**Your instructions**
Print the data once more, exactly as supplied.

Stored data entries
|---|

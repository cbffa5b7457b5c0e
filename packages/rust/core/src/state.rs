//! Pipeline State: the record threaded through every stage.

use std::path::PathBuf;

use serde::Serialize;
use uuid::Uuid;

use specextract_artifacts::ArtifactRecord;
use specextract_shared::{Result, SpecExtractError};

use crate::swarm::RefinementSummary;

/// State of one document's run.
///
/// `source_markup`, `output_location` and `output_key` are fixed at
/// construction. `intermediate_text`, `refined_text` and `refinement` are
/// write-once and only change through [`PipelineState::apply`]. `artifacts`
/// is append-only.
#[derive(Debug, Clone, Serialize)]
pub struct PipelineState {
    pub run_id: Uuid,
    #[serde(skip)]
    pub source_markup: String,
    pub output_location: PathBuf,
    pub output_key: String,
    pub intermediate_text: Option<String>,
    pub refined_text: Option<String>,
    pub refinement: Option<RefinementSummary>,
    pub artifacts: Vec<ArtifactRecord>,
}

/// Fields returned by one stage.
#[derive(Debug, Clone, Default)]
pub struct StateUpdate {
    pub intermediate_text: Option<String>,
    pub refined_text: Option<String>,
    pub refinement: Option<RefinementSummary>,
    pub artifacts: Vec<ArtifactRecord>,
}

impl StateUpdate {
    pub fn intermediate(text: String) -> Self {
        Self {
            intermediate_text: Some(text),
            ..Default::default()
        }
    }

    pub fn artifact(record: ArtifactRecord) -> Self {
        Self {
            artifacts: vec![record],
            ..Default::default()
        }
    }

    pub fn is_empty(&self) -> bool {
        self.intermediate_text.is_none()
            && self.refined_text.is_none()
            && self.refinement.is_none()
            && self.artifacts.is_empty()
    }
}

impl PipelineState {
    pub fn new(
        source_markup: impl Into<String>,
        output_location: impl Into<PathBuf>,
        output_key: impl Into<String>,
    ) -> Self {
        Self {
            run_id: Uuid::now_v7(),
            source_markup: source_markup.into(),
            output_location: output_location.into(),
            output_key: output_key.into(),
            intermediate_text: None,
            refined_text: None,
            refinement: None,
            artifacts: Vec::new(),
        }
    }

    /// Merge a stage's output. Writing an already-set field is an error and
    /// leaves the state untouched.
    pub fn apply(&mut self, update: StateUpdate) -> Result<()> {
        check_unset("intermediate_text", &self.intermediate_text, &update.intermediate_text)?;
        check_unset("refined_text", &self.refined_text, &update.refined_text)?;
        check_unset("refinement", &self.refinement, &update.refinement)?;

        if update.intermediate_text.is_some() {
            self.intermediate_text = update.intermediate_text;
        }
        if update.refined_text.is_some() {
            self.refined_text = update.refined_text;
        }
        if update.refinement.is_some() {
            self.refinement = update.refinement;
        }
        self.artifacts.extend(update.artifacts);
        Ok(())
    }

    /// Text consumed by extraction: refined when present, else intermediate.
    pub fn extraction_input(&self) -> Option<&str> {
        self.refined_text
            .as_deref()
            .or(self.intermediate_text.as_deref())
    }
}

fn check_unset<T>(field: &str, current: &Option<T>, incoming: &Option<T>) -> Result<()> {
    if current.is_some() && incoming.is_some() {
        return Err(SpecExtractError::Workflow(format!(
            "{field} is write-once and was already set"
        )));
    }
    Ok(())
}

#[cfg(test)]
mod tests {
    use super::*;

    fn state() -> PipelineState {
        PipelineState::new("<html></html>", "/out", "doc")
    }

    #[test]
    fn fields_are_write_once() {
        let mut s = state();
        s.apply(StateUpdate::intermediate("a".into())).unwrap();
        let err = s.apply(StateUpdate::intermediate("b".into())).unwrap_err();
        assert!(matches!(err, SpecExtractError::Workflow(_)));
        assert_eq!(s.intermediate_text.as_deref(), Some("a"));
    }

    #[test]
    fn rejected_update_changes_nothing() {
        let mut s = state();
        s.apply(StateUpdate::intermediate("a".into())).unwrap();
        let update = StateUpdate {
            intermediate_text: Some("b".into()),
            refined_text: Some("r".into()),
            ..Default::default()
        };
        assert!(s.apply(update).is_err());
        assert!(s.refined_text.is_none());
    }

    #[test]
    fn extraction_prefers_refined_text() {
        let mut s = state();
        assert_eq!(s.extraction_input(), None);
        s.apply(StateUpdate::intermediate("draft".into())).unwrap();
        assert_eq!(s.extraction_input(), Some("draft"));
        s.apply(StateUpdate {
            refined_text: Some("final".into()),
            ..Default::default()
        })
        .unwrap();
        assert_eq!(s.extraction_input(), Some("final"));
    }

    #[test]
    fn empty_update_is_noop() {
        let mut s = state();
        let update = StateUpdate::default();
        assert!(update.is_empty());
        s.apply(update).unwrap();
        assert!(s.intermediate_text.is_none());
        assert!(s.artifacts.is_empty());
    }
}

|---|

**Answer to the problem**
repository cbffa5b7457b5c0e
filename packages/rust/core/src/state.rs
//! Pipeline State: the record threaded through every stage.

use std::path::PathBuf;

use serde::Serialize;
use uuid::Uuid;

use specextract_artifacts::ArtifactRecord;
use specextract_shared::{Result, SpecExtractError};

use crate::swarm::RefinementSummary;

/// State of one document's run.
///
/// `source_markup`, `output_location` and `output_key` are fixed at
/// construction. `intermediate_text`, `refined_text` and `refinement` are
/// write-once and only change through [`PipelineState::apply`]. `artifacts`
/// is append-only.
#[derive(Debug, Clone, Serialize)]
pub struct PipelineState {
    pub run_id: Uuid,
    #[serde(skip)]
    pub source_markup: String,
    pub output_location: PathBuf,
    pub output_key: String,
    pub intermediate_text: Option<String>,
    pub refined_text: Option<String>,
    pub refinement: Option<RefinementSummary>,
    pub artifacts: Vec<ArtifactRecord>,
}

/// Fields returned by one stage.
#[derive(Debug, Clone, Default)]
pub struct StateUpdate {
    pub intermediate_text: Option<String>,
    pub refined_text: Option<String>,
    pub refinement: Option<RefinementSummary>,
    pub artifacts: Vec<ArtifactRecord>,
}

impl StateUpdate {
    pub fn intermediate(text: String) -> Self {
        Self {
            intermediate_text: Some(text),
            ..Default::default()
        }
    }

    pub fn artifact(record: ArtifactRecord) -> Self {
        Self {
            artifacts: vec![record],
            ..Default::default()
        }
    }

    pub fn is_empty(&self) -> bool {
        self.intermediate_text.is_none()
            && self.refined_text.is_none()
            && self.refinement.is_none()
            && self.artifacts.is_empty()
    }
}

impl PipelineState {
    pub fn new(
        source_markup: impl Into<String>,
        output_location: impl Into<PathBuf>,
        output_key: impl Into<String>,
    ) -> Self {
        Self {
            run_id: Uuid::now_v7(),
            source_markup: source_markup.into(),
            output_location: output_location.into(),
            output_key: output_key.into(),
            intermediate_text: None,
            refined_text: None,
            refinement: None,
            artifacts: Vec::new(),
        }
    }

    /// Merge a stage's output. Writing an already-set field is an error and
    /// leaves the state untouched.
    pub fn apply(&mut self, update: StateUpdate) -> Result<()> {
        check_unset("intermediate_text", &self.intermediate_text, &update.intermediate_text)?;
        check_unset("refined_text", &self.refined_text, &update.refined_text)?;
        check_unset("refinement", &self.refinement, &update.refinement)?;

        if update.intermediate_text.is_some() {
            self.intermediate_text = update.intermediate_text;
        }
        if update.refined_text.is_some() {
            self.refined_text = update.refined_text;
        }
        if update.refinement.is_some() {
            self.refinement = update.refinement;
        }
        self.artifacts.extend(update.artifacts);
        Ok(())
    }

    /// Text consumed by extraction: refined when present, else intermediate.
    pub fn extraction_input(&self) -> Option<&str> {
        self.refined_text
            .as_deref()
            .or(self.intermediate_text.as_deref())
    }
}

fn check_unset<T>(field: &str, current: &Option<T>, incoming: &Option<T>) -> Result<()> {
    if current.is_some() && incoming.is_some() {
        return Err(SpecExtractError::Workflow(format!(
            "{field} is write-once and was already set"
        )));
    }
    Ok(())
}

#[cfg(test)]
mod tests {
    use super::*;

    fn state() -> PipelineState {
        PipelineState::new("<html></html>", "/out", "doc")
    }

    #[test]
    fn fields_are_write_once() {
        let mut s = state();
        s.apply(StateUpdate::intermediate("a".into())).unwrap();
        let err = s.apply(StateUpdate::intermediate("b".into())).unwrap_err();
        assert!(matches!(err, SpecExtractError::Workflow(_)));
        assert_eq!(s.intermediate_text.as_deref(), Some("a"));
    }

    #[test]
    fn rejected_update_changes_nothing() {
        let mut s = state();
        s.apply(StateUpdate::intermediate("a".into())).unwrap();
        let update = StateUpdate {
            intermediate_text: Some("b".into()),
            refined_text: Some("r".into()),
            ..Default::default()
        };
        assert!(s.apply(update).is_err());
        assert!(s.refined_text.is_none());
    }

    #[test]
    fn extraction_prefers_refined_text() {
        let mut s = state();
        assert_eq!(s.extraction_input(), None);
        s.apply(StateUpdate::intermediate("draft".into())).unwrap();
        assert_eq!(s.extraction_input(), Some("draft"));
        s.apply(StateUpdate {
            refined_text: Some("final".into()),
            ..Default::default()
        })
        .unwrap();
        assert_eq!(s.extraction_input(), Some("final"));
    }

    #[test]
    fn empty_update_is_noop() {
        let mut s = state();
        let update = StateUpdate::default();
        assert!(update.is_empty());
        s.apply(update).unwrap();
        assert!(s.intermediate_text.is_none());
        assert!(s.artifacts.is_empty());
    }
}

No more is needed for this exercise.